TRY IT:
Every record that follows should be output exactly as it is given.
[LISTED RECORDS — start]
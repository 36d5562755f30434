//! Output formatting for CLI commands

use serde::Serialize;

use crate::nav::Notifier;
pub use crate::storage::OutputFormat;

/// Output helper for consistent formatting
pub struct Output {
    format: OutputFormat,
    verbose: bool,
}

impl Output {
    pub fn new(format: OutputFormat, verbose: bool) -> Self {
        Self { format, verbose }
    }

    /// Prints a success message
    pub fn success(&self, message: &str) {
        match self.format {
            OutputFormat::Text => println!("{}", message),
            OutputFormat::Json => {
                println!(
                    "{}",
                    serde_json::json!({
                        "success": true,
                        "message": message
                    })
                );
            }
        }
    }

    /// Prints structured data
    pub fn data<T: Serialize>(&self, data: &T) {
        match self.format {
            OutputFormat::Text => {
                // Callers normally print text themselves; fall back to pretty JSON
                if let Ok(json) = serde_json::to_string_pretty(data) {
                    println!("{}", json);
                }
            }
            OutputFormat::Json => {
                if let Ok(json) = serde_json::to_string(data) {
                    println!("{}", json);
                }
            }
        }
    }

    /// Returns true if using JSON format
    pub fn is_json(&self) -> bool {
        self.format == OutputFormat::Json
    }

    /// Prints a verbose debug message (only when --verbose is set)
    pub fn verbose(&self, message: &str) {
        if self.verbose {
            eprintln!("[verbose] {}", message);
        }
    }

    /// Prints a verbose debug message with context (only when --verbose is set)
    pub fn verbose_ctx(&self, context: &str, message: &str) {
        if self.verbose {
            eprintln!("[verbose:{}] {}", context, message);
        }
    }
}

/// Prints navigation status lines in text mode
///
/// JSON mode stays quiet here; the command prints the whole report instead.
pub struct OutputNotifier<'a> {
    output: &'a Output,
}

impl<'a> OutputNotifier<'a> {
    pub fn new(output: &'a Output) -> Self {
        Self { output }
    }
}

impl Notifier for OutputNotifier<'_> {
    fn show(&self, message: &str, is_boundary: bool) {
        if self.output.is_json() {
            return;
        }
        if is_boundary {
            println!("! {}", message);
        } else {
            println!("{}", message);
        }
    }
}
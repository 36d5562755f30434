//! Time source for cache freshness

use chrono::{DateTime, Utc};

pub trait Clock {
    fn now(&self) -> DateTime<Utc>;
}

/// Wall clock
#[derive(Debug, Clone, Copy, Default)]
pub struct SystemClock;

impl Clock for SystemClock {
    fn now(&self) -> DateTime<Utc> {
        Utc::now()
    }
}

/// Clock that only moves when told to
#[cfg(test)]
#[derive(Debug, Default)]
pub struct ManualClock {
    millis: std::cell::Cell<i64>,
}

#[cfg(test)]
impl ManualClock {
    pub fn at(millis: i64) -> Self {
        Self {
            millis: std::cell::Cell::new(millis),
        }
    }

    pub fn set(&self, millis: i64) {
        self.millis.set(millis);
    }

    pub fn advance(&self, millis: i64) {
        self.millis.set(self.millis.get() + millis);
    }
}

#[cfg(test)]
impl Clock for ManualClock {
    fn now(&self) -> DateTime<Utc> {
        use chrono::TimeZone;
        Utc.timestamp_millis_opt(self.millis.get())
            .single()
            .unwrap_or_default()
    }
}
//! In-memory hierarchy for tests, with call counters

use std::cell::{Cell, RefCell};

use crate::domain::{Sibling, TaskId, TaskRecord, TaskRef, PAGE_SIZE};

use super::{HierarchyClient, HierarchyError};

#[derive(Default)]
pub struct MemoryHierarchy {
    tasks: RefCell<Vec<TaskRecord>>,
    task_calls: Cell<usize>,
    children_calls: Cell<usize>,
    offline: Cell<bool>,
}

pub fn id(s: &str) -> TaskId {
    s.parse().unwrap()
}

impl MemoryHierarchy {
    /// `parent` with `children` under it, in order
    pub fn with_family(parent: &str, children: &[&str]) -> Self {
        let hierarchy = Self::default();
        hierarchy.add(parent, None);
        for child in children {
            hierarchy.add(child, Some(parent));
        }
        hierarchy
    }

    pub fn add(&self, task: &str, parent: Option<&str>) {
        self.tasks.borrow_mut().push(TaskRecord {
            id: id(task),
            name: format!("Task {}", task),
            parent: parent.map(id),
        });
    }

    /// Moves `task` to the end of `parent`'s children
    pub fn reparent(&self, task: &str, parent: &str) {
        let mut tasks = self.tasks.borrow_mut();
        let pos = tasks.iter().position(|t| t.id == id(task)).unwrap();
        let mut record = tasks.remove(pos);
        record.parent = Some(id(parent));
        tasks.push(record);
    }

    pub fn remove(&self, task: &str) {
        self.tasks.borrow_mut().retain(|t| t.id != id(task));
    }

    pub fn set_offline(&self, offline: bool) {
        self.offline.set(offline);
    }

    pub fn task_calls(&self) -> usize {
        self.task_calls.get()
    }

    pub fn children_calls(&self) -> usize {
        self.children_calls.get()
    }

    fn check_online(&self) -> Result<(), HierarchyError> {
        if self.offline.get() {
            return Err(HierarchyError::Transport("connection refused".to_string()));
        }
        Ok(())
    }
}

impl HierarchyClient for MemoryHierarchy {
    fn get_task(&self, task: &TaskId) -> Result<TaskRef, HierarchyError> {
        self.task_calls.set(self.task_calls.get() + 1);
        self.check_online()?;

        self.tasks
            .borrow()
            .iter()
            .find(|t| &t.id == task)
            .map(|t| TaskRef {
                id: t.id.clone(),
                parent: t.parent.clone(),
            })
            .ok_or_else(|| HierarchyError::NotFound(task.clone()))
    }

    fn get_children(&self, parent: &TaskId) -> Result<Vec<Sibling>, HierarchyError> {
        self.children_calls.set(self.children_calls.get() + 1);
        self.check_online()?;

        let tasks = self.tasks.borrow();
        if !tasks.iter().any(|t| &t.id == parent) {
            return Err(HierarchyError::NotFound(parent.clone()));
        }
        Ok(tasks
            .iter()
            .filter(|t| t.parent.as_ref() == Some(parent))
            .take(PAGE_SIZE)
            .map(TaskRecord::as_sibling)
            .collect())
    }
}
[LISTED RECORDS — finish]
ANSWER SPACE:
repository 36d5562755f30434
//! Output formatting for CLI commands

use serde::Serialize;

use crate::nav::Notifier;
pub use crate::storage::OutputFormat;

/// Output helper for consistent formatting
pub struct Output {
    format: OutputFormat,
    verbose: bool,
}

impl Output {
    pub fn new(format: OutputFormat, verbose: bool) -> Self {
        Self { format, verbose }
    }

    /// Prints a success message
    pub fn success(&self, message: &str) {
        match self.format {
            OutputFormat::Text => println!("{}", message),
            OutputFormat::Json => {
                println!(
                    "{}",
                    serde_json::json!({
                        "success": true,
                        "message": message
                    })
                );
            }
        }
    }

    /// Prints structured data
    pub fn data<T: Serialize>(&self, data: &T) {
        match self.format {
            OutputFormat::Text => {
                // Callers normally print text themselves; fall back to pretty JSON
                if let Ok(json) = serde_json::to_string_pretty(data) {
                    println!("{}", json);
                }
            }
            OutputFormat::Json => {
                if let Ok(json) = serde_json::to_string(data) {
                    println!("{}", json);
                }
            }
        }
    }

    /// Returns true if using JSON format
    pub fn is_json(&self) -> bool {
        self.format == OutputFormat::Json
    }

    /// Prints a verbose debug message (only when --verbose is set)
    pub fn verbose(&self, message: &str) {
        if self.verbose {
            eprintln!("[verbose] {}", message);
        }
    }

    /// Prints a verbose debug message with context (only when --verbose is set)
    pub fn verbose_ctx(&self, context: &str, message: &str) {
        if self.verbose {
            eprintln!("[verbose:{}] {}", context, message);
        }
    }
}

/// Prints navigation status lines in text mode
///
/// JSON mode stays quiet here; the command prints the whole report instead.
pub struct OutputNotifier<'a> {
    output: &'a Output,
}

impl<'a> OutputNotifier<'a> {
    pub fn new(output: &'a Output) -> Self {
        Self { output }
    }
}

impl Notifier for OutputNotifier<'_> {
    fn show(&self, message: &str, is_boundary: bool) {
        if self.output.is_json() {
            return;
        }
        if is_boundary {
            println!("! {}", message);
        } else {
            println!("{}", message);
        }
    }
}
repository 36d5562755f30434
//! Time source for cache freshness

use chrono::{DateTime, Utc};

pub trait Clock {
    fn now(&self) -> DateTime<Utc>;
}

/// Wall clock
#[derive(Debug, Clone, Copy, Default)]
pub struct SystemClock;

impl Clock for SystemClock {
    fn now(&self) -> DateTime<Utc> {
        Utc::now()
    }
}

/// Clock that only moves when told to
#[cfg(test)]
#[derive(Debug, Default)]
pub struct ManualClock {
    millis: std::cell::Cell<i64>,
}

#[cfg(test)]
impl ManualClock {
    pub fn at(millis: i64) -> Self {
        Self {
            millis: std::cell::Cell::new(millis),
        }
    }

    pub fn set(&self, millis: i64) {
        self.millis.set(millis);
    }

    pub fn advance(&self, millis: i64) {
        self.millis.set(self.millis.get() + millis);
    }
}

#[cfg(test)]
impl Clock for ManualClock {
    fn now(&self) -> DateTime<Utc> {
        use chrono::TimeZone;
        Utc.timestamp_millis_opt(self.millis.get())
            .single()
            .unwrap_or_default()
    }
}
//! In-memory hierarchy for tests, with call counters

use std::cell::{Cell, RefCell};

use crate::domain::{Sibling, TaskId, TaskRecord, TaskRef, PAGE_SIZE};

use super::{HierarchyClient, HierarchyError};

#[derive(Default)]
pub struct MemoryHierarchy {
    tasks: RefCell<Vec<TaskRecord>>,
    task_calls: Cell<usize>,
    children_calls: Cell<usize>,
    offline: Cell<bool>,
}

pub fn id(s: &str) -> TaskId {
    s.parse().unwrap()
}

impl MemoryHierarchy {
    /// `parent` with `children` under it, in order
    pub fn with_family(parent: &str, children: &[&str]) -> Self {
        let hierarchy = Self::default();
        hierarchy.add(parent, None);
        for child in children {
            hierarchy.add(child, Some(parent));
        }
        hierarchy
    }

    pub fn add(&self, task: &str, parent: Option<&str>) {
        self.tasks.borrow_mut().push(TaskRecord {
            id: id(task),
            name: format!("Task {}", task),
            parent: parent.map(id),
        });
    }

    /// Moves `task` to the end of `parent`'s children
    pub fn reparent(&self, task: &str, parent: &str) {
        let mut tasks = self.tasks.borrow_mut();
        let pos = tasks.iter().position(|t| t.id == id(task)).unwrap();
        let mut record = tasks.remove(pos);
        record.parent = Some(id(parent));
        tasks.push(record);
    }

    pub fn remove(&self, task: &str) {
        self.tasks.borrow_mut().retain(|t| t.id != id(task));
    }

    pub fn set_offline(&self, offline: bool) {
        self.offline.set(offline);
    }

    pub fn task_calls(&self) -> usize {
        self.task_calls.get()
    }

    pub fn children_calls(&self) -> usize {
        self.children_calls.get()
    }

    fn check_online(&self) -> Result<(), HierarchyError> {
        if self.offline.get() {
            return Err(HierarchyError::Transport("connection refused".to_string()));
        }
        Ok(())
    }
}

impl HierarchyClient for MemoryHierarchy {
    fn get_task(&self, task: &TaskId) -> Result<TaskRef, HierarchyError> {
        self.task_calls.set(self.task_calls.get() + 1);
        self.check_online()?;

        self.tasks
            .borrow()
            .iter()
            .find(|t| &t.id == task)
            .map(|t| TaskRef {
                id: t.id.clone(),
                parent: t.parent.clone(),
            })
            .ok_or_else(|| HierarchyError::NotFound(task.clone()))
    }

    fn get_children(&self, parent: &TaskId) -> Result<Vec<Sibling>, HierarchyError> {
        self.children_calls.set(self.children_calls.get() + 1);
        self.check_online()?;

        let tasks = self.tasks.borrow();
        if !tasks.iter().any(|t| &t.id == parent) {
            return Err(HierarchyError::NotFound(parent.clone()));
        }
        Ok(tasks
            .iter()
            .filter(|t| t.parent.as_ref() == Some(parent))
            .take(PAGE_SIZE)
            .map(TaskRecord::as_sibling)
            .collect())
    }
}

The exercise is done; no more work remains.